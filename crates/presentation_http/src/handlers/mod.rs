//! HTTP request handlers

pub mod debug;
pub mod health;
pub mod submissions;
//! Request ID middleware for HTTP request correlation
//!
//! Reuses a valid UUID from the `X-Request-Id` header or generates a UUIDv7,
//! stores it in the request extensions as a [`RequestId`], opens the
//! request span with it and echoes it on the response.

use std::{
    future::Future,
    pin::Pin,
    task::{Context, Poll},
};

use axum::{body::Body, extract::Request, http::header::HeaderValue, response::Response};
use domain::RequestId;
use tower::{Layer, Service};
use tracing::Instrument;

/// The header name for the request ID
pub const REQUEST_ID_HEADER: &str = "X-Request-Id";

/// Layer that adds request ID handling to HTTP services
#[derive(Debug, Clone, Copy, Default)]
pub struct RequestIdLayer;

impl RequestIdLayer {
    #[must_use]
    pub const fn new() -> Self {
        Self
    }
}

impl<S> Layer<S> for RequestIdLayer {
    type Service = RequestIdService<S>;

    fn layer(&self, inner: S) -> Self::Service {
        RequestIdService { inner }
    }
}

/// Service that extracts or generates a request ID for each request
#[derive(Debug, Clone)]
pub struct RequestIdService<S> {
    inner: S,
}

/// Request id from the incoming headers, if it is a valid UUID
pub fn incoming_request_id(request: &Request<Body>) -> Option<RequestId> {
    request
        .headers()
        .get(REQUEST_ID_HEADER)
        .and_then(|v| v.to_str().ok())
        .and_then(|s| RequestId::parse(s.trim()).ok())
}

impl<S> Service<Request<Body>> for RequestIdService<S>
where
    S: Service<Request<Body>, Response = Response<Body>> + Clone + Send + 'static,
    S::Future: Send,
{
    type Response = S::Response;
    type Error = S::Error;
    type Future = Pin<Box<dyn Future<Output = Result<Self::Response, Self::Error>> + Send>>;

    fn poll_ready(&mut self, cx: &mut Context<'_>) -> Poll<Result<(), Self::Error>> {
        self.inner.poll_ready(cx)
    }

    fn call(&mut self, mut request: Request<Body>) -> Self::Future {
        let request_id = incoming_request_id(&request).unwrap_or_default();
        request.extensions_mut().insert(request_id);

        let span = tracing::info_span!(
            "http_request",
            request_id = %request_id,
            method = %request.method(),
            path = %request.uri().path(),
        );

        // The clone may not be ready; swap so the polled service handles this call
        let clone = self.inner.clone();
        let mut inner = std::mem::replace(&mut self.inner, clone);

        Box::pin(
            async move {
                let mut response = inner.call(request).await?;

                if let Ok(value) = HeaderValue::from_str(&request_id.to_string()) {
                    response.headers_mut().insert(REQUEST_ID_HEADER, value);
                }

                Ok(response)
            }
            .instrument(span),
        )
    }
}

#[cfg(test)]
mod tests {
    use axum::{Extension, Router, routing::get};
    use tower::ServiceExt;
    use uuid::Uuid;

    use super::*;

    async fn echo(Extension(id): Extension<RequestId>) -> String {
        id.to_string()
    }

    fn app() -> Router {
        Router::new()
            .route("/", get(echo))
            .layer(RequestIdLayer::new())
    }

    async fn call(header: Option<&str>) -> (String, String) {
        let mut builder = Request::builder().uri("/");
        if let Some(value) = header {
            builder = builder.header(REQUEST_ID_HEADER, value);
        }
        let response = app()
            .oneshot(builder.body(Body::empty()).unwrap())
            .await
            .unwrap();

        let header = response
            .headers()
            .get(REQUEST_ID_HEADER)
            .unwrap()
            .to_str()
            .unwrap()
            .to_string();
        let body = axum::body::to_bytes(response.into_body(), 1024).await.unwrap();
        (header, String::from_utf8(body.to_vec()).unwrap())
    }

    #[tokio::test]
    async fn valid_incoming_id_is_reused() {
        let incoming = Uuid::new_v4().to_string();
        let (header, body) = call(Some(&incoming)).await;
        assert_eq!(header, incoming);
        assert_eq!(body, incoming);
    }

    #[tokio::test]
    async fn invalid_incoming_id_is_replaced() {
        let (header, body) = call(Some("not-a-uuid")).await;
        assert_ne!(header, "not-a-uuid");
        assert_eq!(header, body);
        assert_eq!(Uuid::parse_str(&header).unwrap().get_version_num(), 7);
    }

    #[tokio::test]
    async fn missing_id_is_generated() {
        let (header, body) = call(None).await;
        assert_eq!(header, body);
        assert!(Uuid::parse_str(&header).is_ok());
    }

    #[test]
    fn layer_is_zero_sized() {
        assert_eq!(std::mem::size_of_val(&RequestIdLayer::new()), 0);
    }
}
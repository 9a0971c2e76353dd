//! Infrastructure adapters
//!
//! Adapters connect application ports to concrete implementations.

mod smtp_mail_adapter;

pub use smtp_mail_adapter::SmtpMailAdapter;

- [Exercise description] The full listing above should be retyped without any alteration.

- [Task answer]
filename crates/presentation_http/src/handlers/mod.rs
//! HTTP request handlers

pub mod debug;
pub mod health;
pub mod submissions;
//! Request ID middleware for HTTP request correlation
//!
//! Reuses a valid UUID from the `X-Request-Id` header or generates a UUIDv7,
//! stores it in the request extensions as a [`RequestId`], opens the
//! request span with it and echoes it on the response.

use std::{
    future::Future,
    pin::Pin,
    task::{Context, Poll},
};

use axum::{body::Body, extract::Request, http::header::HeaderValue, response::Response};
use domain::RequestId;
use tower::{Layer, Service};
use tracing::Instrument;

/// The header name for the request ID
pub const REQUEST_ID_HEADER: &str = "X-Request-Id";

/// Layer that adds request ID handling to HTTP services
#[derive(Debug, Clone, Copy, Default)]
pub struct RequestIdLayer;

impl RequestIdLayer {
    #[must_use]
    pub const fn new() -> Self {
        Self
    }
}

impl<S> Layer<S> for RequestIdLayer {
    type Service = RequestIdService<S>;

    fn layer(&self, inner: S) -> Self::Service {
        RequestIdService { inner }
    }
}

/// Service that extracts or generates a request ID for each request
#[derive(Debug, Clone)]
pub struct RequestIdService<S> {
    inner: S,
}

/// Request id from the incoming headers, if it is a valid UUID
pub fn incoming_request_id(request: &Request<Body>) -> Option<RequestId> {
    request
        .headers()
        .get(REQUEST_ID_HEADER)
        .and_then(|v| v.to_str().ok())
        .and_then(|s| RequestId::parse(s.trim()).ok())
}

impl<S> Service<Request<Body>> for RequestIdService<S>
where
    S: Service<Request<Body>, Response = Response<Body>> + Clone + Send + 'static,
    S::Future: Send,
{
    type Response = S::Response;
    type Error = S::Error;
    type Future = Pin<Box<dyn Future<Output = Result<Self::Response, Self::Error>> + Send>>;

    fn poll_ready(&mut self, cx: &mut Context<'_>) -> Poll<Result<(), Self::Error>> {
        self.inner.poll_ready(cx)
    }

    fn call(&mut self, mut request: Request<Body>) -> Self::Future {
        let request_id = incoming_request_id(&request).unwrap_or_default();
        request.extensions_mut().insert(request_id);

        let span = tracing::info_span!(
            "http_request",
            request_id = %request_id,
            method = %request.method(),
            path = %request.uri().path(),
        );

        // The clone may not be ready; swap so the polled service handles this call
        let clone = self.inner.clone();
        let mut inner = std::mem::replace(&mut self.inner, clone);

        Box::pin(
            async move {
                let mut response = inner.call(request).await?;

                if let Ok(value) = HeaderValue::from_str(&request_id.to_string()) {
                    response.headers_mut().insert(REQUEST_ID_HEADER, value);
                }

                Ok(response)
            }
            .instrument(span),
        )
    }
}

#[cfg(test)]
mod tests {
    use axum::{Extension, Router, routing::get};
    use tower::ServiceExt;
    use uuid::Uuid;

    use super::*;

    async fn echo(Extension(id): Extension<RequestId>) -> String {
        id.to_string()
    }

    fn app() -> Router {
        Router::new()
            .route("/", get(echo))
            .layer(RequestIdLayer::new())
    }

    async fn call(header: Option<&str>) -> (String, String) {
        let mut builder = Request::builder().uri("/");
        if let Some(value) = header {
            builder = builder.header(REQUEST_ID_HEADER, value);
        }
        let response = app()
            .oneshot(builder.body(Body::empty()).unwrap())
            .await
            .unwrap();

        let header = response
            .headers()
            .get(REQUEST_ID_HEADER)
            .unwrap()
            .to_str()
            .unwrap()
            .to_string();
        let body = axum::body::to_bytes(response.into_body(), 1024).await.unwrap();
        (header, String::from_utf8(body.to_vec()).unwrap())
    }

    #[tokio::test]
    async fn valid_incoming_id_is_reused() {
        let incoming = Uuid::new_v4().to_string();
        let (header, body) = call(Some(&incoming)).await;
        assert_eq!(header, incoming);
        assert_eq!(body, incoming);
    }

    #[tokio::test]
    async fn invalid_incoming_id_is_replaced() {
        let (header, body) = call(Some("not-a-uuid")).await;
        assert_ne!(header, "not-a-uuid");
        assert_eq!(header, body);
        assert_eq!(Uuid::parse_str(&header).unwrap().get_version_num(), 7);
    }

    #[tokio::test]
    async fn missing_id_is_generated() {
        let (header, body) = call(None).await;
        assert_eq!(header, body);
        assert!(Uuid::parse_str(&header).is_ok());
    }

    #[test]
    fn layer_is_zero_sized() {
        assert_eq!(std::mem::size_of_val(&RequestIdLayer::new()), 0);
    }
}
repository 9a0971c2e76353dd
//! Infrastructure adapters
//!
//! Adapters connect application ports to concrete implementations.

mod smtp_mail_adapter;

pub use smtp_mail_adapter::SmtpMailAdapter;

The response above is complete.